[<prev] [next>] [<thread-prev] [thread-next>] [day] [month] [year] [list]
Message-ID: <alpine.DEB.2.20.1803271337340.29120@whs-18.cs.helsinki.fi>
Date: Tue, 27 Mar 2018 17:23:43 +0300 (EEST)
From: Ilpo Järvinen <ilpo.jarvinen@...sinki.fi>
To: Yuchung Cheng <ycheng@...gle.com>
cc: netdev <netdev@...r.kernel.org>,
Neal Cardwell <ncardwell@...gle.com>,
Eric Dumazet <edumazet@...gle.com>,
Sergei Shtylyov <sergei.shtylyov@...entembedded.com>
Subject: Re: [PATCH v3 net 1/5] tcp: feed correct number of pkts acked to cc
modules also in recovery
On Mon, 26 Mar 2018, Yuchung Cheng wrote:
> On Tue, Mar 13, 2018 at 3:25 AM, Ilpo Järvinen
> <ilpo.jarvinen@...sinki.fi> wrote:
> >
> > A miscalculation for the number of acknowledged packets occurs during
> > RTO recovery whenever SACK is not enabled and a cumulative ACK covers
> > any non-retransmitted skbs. The reason is that pkts_acked value
> > calculated in tcp_clean_rtx_queue is not correct for slow start after
> > RTO as it may include segments that were not lost and therefore did
> > not need retransmissions in the slow start following the RTO. Then
> > tcp_slow_start will add the excess into cwnd bloating it and
> > triggering a burst.
> >
> > Instead, we want to pass only the number of retransmitted segments
> > that were covered by the cumulative ACK (and potentially newly sent
> > data segments too if the cumulative ACK covers that far).
> >
> > Signed-off-by: Ilpo Järvinen <ilpo.jarvinen@...sinki.fi>
> > ---
> > net/ipv4/tcp_input.c | 16 +++++++++++++++-
> > 1 file changed, 15 insertions(+), 1 deletion(-)
> >
> > diff --git a/net/ipv4/tcp_input.c b/net/ipv4/tcp_input.c
> > index 9a1b3c1..4a26c09 100644
> > --- a/net/ipv4/tcp_input.c
> > +++ b/net/ipv4/tcp_input.c
> > @@ -3027,6 +3027,8 @@ static int tcp_clean_rtx_queue(struct sock *sk, u32 prior_fack,
> > long seq_rtt_us = -1L;
> > long ca_rtt_us = -1L;
> > u32 pkts_acked = 0;
> > + u32 rexmit_acked = 0;
> > + u32 newdata_acked = 0;
> > u32 last_in_flight = 0;
> > bool rtt_update;
> > int flag = 0;
> > @@ -3056,8 +3058,10 @@ static int tcp_clean_rtx_queue(struct sock *sk, u32 prior_fack,
> > }
> >
> > if (unlikely(sacked & TCPCB_RETRANS)) {
> > - if (sacked & TCPCB_SACKED_RETRANS)
> > + if (sacked & TCPCB_SACKED_RETRANS) {
> > tp->retrans_out -= acked_pcount;
> > + rexmit_acked += acked_pcount;
> > + }
> > flag |= FLAG_RETRANS_DATA_ACKED;
> > } else if (!(sacked & TCPCB_SACKED_ACKED)) {
> > last_ackt = skb->skb_mstamp;
> > @@ -3070,6 +3074,8 @@ static int tcp_clean_rtx_queue(struct sock *sk, u32 prior_fack,
> > reord = start_seq;
> > if (!after(scb->end_seq, tp->high_seq))

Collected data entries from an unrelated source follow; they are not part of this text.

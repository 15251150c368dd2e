//! Per-worker cache of configured tree-sitter parsers.
//!
//! `tree_sitter::Parser` is not `Sync`, so each analysis worker owns its own
//! pool and parsers are created lazily on first use of a language.

use std::collections::HashMap;

use tree_sitter::Parser;
use tracing::debug;

use super::parsers::StructuralParser;

/// Manages tree-sitter parsers for the languages a worker has seen.
#[derive(Default)]
pub struct ParserPool {
    /// Map of language identifier to configured parser
    parsers: HashMap<&'static str, Parser>,
}

impl ParserPool {
    pub fn new() -> Self {
        Self::default()
    }

    /// Get a parser configured for `structural`'s grammar.
    ///
    /// Creates the parser on first access and caches it for reuse.
    /// Returns `None` if the grammar cannot be loaded.
    pub fn get_parser(&mut self, structural: &dyn StructuralParser) -> Option<&mut Parser> {
        let id = structural.language_id();
        if self.parsers.contains_key(id) {
            return self.parsers.get_mut(id);
        }

        let mut parser = Parser::new();
        if let Err(e) = parser.set_language(&structural.grammar()) {
            debug!("Failed to set language '{}' for parser: {:?}", id, e);
            return None;
        }

        self.parsers.insert(id, parser);
        self.parsers.get_mut(id)
    }

    /// Number of languages with a live parser
    #[cfg(test)]
    fn len(&self) -> usize {
        self.parsers.len()
    }

    #[cfg(test)]
    fn is_empty(&self) -> bool {
        self.parsers.is_empty()
    }
}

> > flag |= FLAG_ORIG_SACK_ACKED;
> > + else
> > + newdata_acked += acked_pcount;
> > }
> >
> > if (sacked & TCPCB_SACKED_ACKED) {
> > @@ -3151,6 +3157,14 @@ static int tcp_clean_rtx_queue(struct sock *sk, u32 prior_fack,
> > }
> >
> > if (tcp_is_reno(tp)) {
> > + /* Due to discontinuity on RTO in the artificial
> > + * sacked_out calculations, TCP must restrict
> > + * pkts_acked without SACK to rexmits and new data
> > + * segments
> > + */
> > + if (icsk->icsk_ca_state == TCP_CA_Loss)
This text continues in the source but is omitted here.